Downfall Of Gaia - Silhouettes Of Disgust review
|Band:||Downfall Of Gaia|
|Album:||Silhouettes Of Disgust|
|Release date:||March 2023|
01. Existence Of Awe
02. The Whir Of Flies
03. While Bloodsprings Become Rivers
04. Bodies As Driftwood
05. Eyes To Burning Skies
06. Final Vows
08. Optograms Of Disgust
Downfall Of Gaia have always been impossible to place under a single genre. Sludge? Crust? Post? Black? All of them in various combinations, usually with the "atmospheric" tag in the front. But Silhouettes Of Disgust is the one that tips the scale just slightly more towards atmospheric black metal.
Statements like that are pretty hard to make, since it's quite hard to scientifically measure and calculate the amount that each particular style has its place in a Downfall Of Gaia record, nor do I really have the patience to give you more than just the general vibe I get from each of their records. And even then, me making a judgement about an entire record might be more influenced by just what section of it I'm listening at a particular moment. While their pre-2010 work I can safely categorize as more crust than anything else, everything since 2010's Epos is a more ambiguous one, but for each of them I would probably choose sludge or post over black metal, even if that became a larger and larger part of their sound. Even on Silhouettes Of Disgust there's obviously more that's not black metal than that there is, but I'm pretty sure that if you could do that scientific measurement, it would have the highest amount of black metal.
Well, atmospheric black metal rather than just black metal, because that's a style that is already prone to the long-form melodic songwriting that Downfall Of Gaia approach in their less intense moments. Dominik's vocals being so shrieky also add to the blackened feeling a lot, though they still border more on the screamo side of things. There are some moments that feel indisputably black metal, particularly on "While Bloodsprings Become Rivers" and "Bodies as Driftwood", but as a whole this is still just one side of their sound that feels more emphasized here. What sets Silhouettes Of Disgust apart is that there's still some choices that feel unique to it. Probably the best of those is that there's a pretty large keyboards presence this time around that creates a more expansive sense of atmosphere for an already expansive band.
There are some specific moments that feel like showstoppers for Downfall Of Gaia's sound. There's the start-stop motion in "Final Vows" that's bound to take some people out of background listening mode. There's the presence of clean vocals from This Is Oblivion's Lulu Black in "Eyes To Burning Skies" to further add to the harsh/light contrast in the album's mellow moments. There's the pulsating sounds in the album's closer. But some of the more baffling choices actually come on the production front. While I enjoy the bass and the punch it gives, the drums have been pushed to the front in a way that feels really distracting, especially as they're very blast beat focused in a repetitive way that takes away from the melodies being played on top of them.

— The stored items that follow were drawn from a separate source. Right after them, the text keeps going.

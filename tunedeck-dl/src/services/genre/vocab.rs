//! Genre keyword vocabulary
//!
//! One shared table maps text keywords to canonical genre names.
//! Matching is always longest-keyword-first so "deep house" wins over
//! "house", and word-boundary checked so "rap" never fires inside
//! "grape". Hashtag matching uses compact forms ("deephouse").

use std::sync::OnceLock;

/// Keyword -> canonical genre. Subgenres and aliases first; the
/// matcher re-sorts by length so ordering here is for readability.
const KEYWORDS: &[(&str, &str)] = &[
    ("tribal afro house", "Afro House"),
    ("tribal house", "Tribal House"),
    ("afro house", "Afro House"),
    ("progressive house", "Progressive House"),
    ("deep house", "Deep House"),
    ("tech house", "Tech House"),
    ("electro house", "Electro House"),
    ("future bass", "Future Bass"),
    ("bass house", "Bass House"),
    ("melodic house", "Melodic House"),
    ("big room", "Big Room"),
    ("drum and bass", "Drum & Bass"),
    ("drum & bass", "Drum & Bass"),
    ("progressive trance", "Progressive Trance"),
    ("hard trance", "Hard Trance"),
    ("uplifting trance", "Uplifting Trance"),
    ("vocal trance", "Vocal Trance"),
    ("hip hop", "Hip Hop"),
    ("trap music", "Trap"),
    ("psytrance", "Psytrance"),
    ("hardstyle", "Hardstyle"),
    ("hardcore", "Hardcore"),
    ("minimal techno", "Minimal Techno"),
    ("lo-fi", "Lo-Fi"),
    ("synthwave", "Synthwave"),
    ("vaporwave", "Vaporwave"),
    ("future house", "Future House"),
    ("bassline", "Bassline"),
    ("garage", "UK Garage"),
    ("uk garage", "UK Garage"),
    ("jungle", "Jungle"),
    ("dub techno", "Dub Techno"),
    ("acid house", "Acid House"),
    ("french house", "French House"),
    ("ghetto house", "Ghetto House"),
    ("baltimore club", "Baltimore Club"),
    ("ghetto tech", "Ghetto Tech"),
    ("footwork", "Footwork"),
    ("juke", "Juke"),
    ("gqom", "Gqom"),
    ("amapiano", "Amapiano"),
    ("afrobeat", "Afrobeat"),
    ("afro tech", "Afro Tech"),
    ("afro", "Afro House"),
    ("tribal", "Tribal House"),
    ("house", "House"),
    ("techno", "Techno"),
    ("trance", "Trance"),
    ("dubstep", "Dubstep"),
    ("dnb", "Drum & Bass"),
    ("edm", "EDM"),
    ("rap", "Rap"),
    ("reggaeton", "Reggaeton"),
    ("latin", "Latin"),
    ("salsa", "Salsa"),
    ("bachata", "Bachata"),
    ("progressive", "Progressive House"),
    ("deep", "Deep House"),
    ("tech", "Tech House"),
    ("electro", "Electro"),
    ("trap", "Trap"),
    ("melodic", "Melodic House"),
    ("minimal", "Minimal"),
    ("ambient", "Ambient"),
    ("downtempo", "Downtempo"),
    ("chillout", "Chillout"),
    ("funk", "Funk"),
    ("disco", "Disco"),
    ("r&b", "R&B"),
    ("pop", "Pop"),
    ("rock", "Rock"),
    ("metal", "Metal"),
    ("jazz", "Jazz"),
    ("blues", "Blues"),
    ("reggae", "Reggae"),
];

/// Channel-name keywords: a smaller, high-precision subset matched as
/// plain substrings since channel names run words together freely.
const CHANNEL_KEYWORDS: &[(&str, &str)] = &[
    ("drum and bass", "Drum & Bass"),
    ("reggaeton", "Reggaeton"),
    ("hardstyle", "Hardstyle"),
    ("hardcore", "Hardcore"),
    ("dubstep", "Dubstep"),
    ("hip hop", "Hip Hop"),
    ("bachata", "Bachata"),
    ("trance", "Trance"),
    ("techno", "Techno"),
    ("house", "House"),
    ("salsa", "Salsa"),
    ("latin", "Latin"),
    ("dnb", "Drum & Bass"),
    ("edm", "EDM"),
    ("rap", "Rap"),
];

pub struct GenreVocabulary {
    /// (lowercase keyword, canonical), sorted longest keyword first
    keywords: Vec<(&'static str, &'static str)>,
    /// Compact hashtag forms of the same table, longest first
    compact: Vec<(String, &'static str)>,
    channel: Vec<(&'static str, &'static str)>,
}

impl GenreVocabulary {
    /// Shared built-in vocabulary.
    pub fn builtin() -> &'static GenreVocabulary {
        static VOCAB: OnceLock<GenreVocabulary> = OnceLock::new();
        VOCAB.get_or_init(|| {
            let mut keywords: Vec<_> = KEYWORDS.to_vec();
            keywords.sort_by_key(|(kw, _)| std::cmp::Reverse(kw.len()));

            let mut compact: Vec<(String, &'static str)> = KEYWORDS
                .iter()
                .map(|(kw, genre)| (kw.replace([' ', '-'], ""), *genre))
                .collect();
            compact.sort_by_key(|(kw, _)| std::cmp::Reverse(kw.len()));
            compact.dedup_by(|a, b| a.0 == b.0);

            let mut channel: Vec<_> = CHANNEL_KEYWORDS.to_vec();
            channel.sort_by_key(|(kw, _)| std::cmp::Reverse(kw.len()));

            GenreVocabulary {
                keywords,
                compact,
                channel,
            }
        })
    }

    /// Longest keyword appearing as a whole word in `text`.
    pub fn match_text(&self, text: &str) -> Option<&'static str> {
        let lower = text.to_lowercase();
        self.keywords
            .iter()
            .find(|(kw, _)| contains_word(&lower, kw))
            .map(|(_, genre)| *genre)
    }

    /// Match compact hashtag forms, with or without the `#`.
    pub fn match_hashtags(&self, text: &str) -> Option<&'static str> {
        let lower = text.to_lowercase();
        self.compact
            .iter()
            .find(|(kw, _)| {
                lower.contains(&format!("#{kw}")) || contains_word(&lower, kw)
            })
            .map(|(_, genre)| *genre)
    }

    /// Channel-name matching: plain substrings, longest first.
    pub fn match_channel(&self, text: &str) -> Option<&'static str> {
        let lower = text.to_lowercase();
        self.channel
            .iter()
            .find(|(kw, _)| lower.contains(kw))
            .map(|(_, genre)| *genre)
    }
}

/// Whole-word containment: the match may not have an ASCII
/// alphanumeric immediately before or after it.
fn contains_word(haystack: &str, needle: &str) -> bool {
    let bytes = haystack.as_bytes();
    let mut start = 0;
    while let Some(pos) = haystack[start..].find(needle) {
        let ix = start + pos;
        let end = ix + needle.len();
        let before_ok = ix == 0 || !bytes[ix - 1].is_ascii_alphanumeric();
        let after_ok = end >= bytes.len() || !bytes[end].is_ascii_alphanumeric();
        if before_ok && after_ok {
            return true;
        }
        start = ix + 1;
    }
    false
}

We're approaching more than 15 years since this genre-ambiguous sound was pioneered by bands like Altar Of Plagues, Celeste, Oathbreaker, Entropia, Tombs, and also the band that is our current subject. Though there haven't been any wild deviations, and there's some less than ideal production choices, Silhouettes Of Disgust still shows why this specific post/black/hardcore/sludge sound has been so exciting to follow.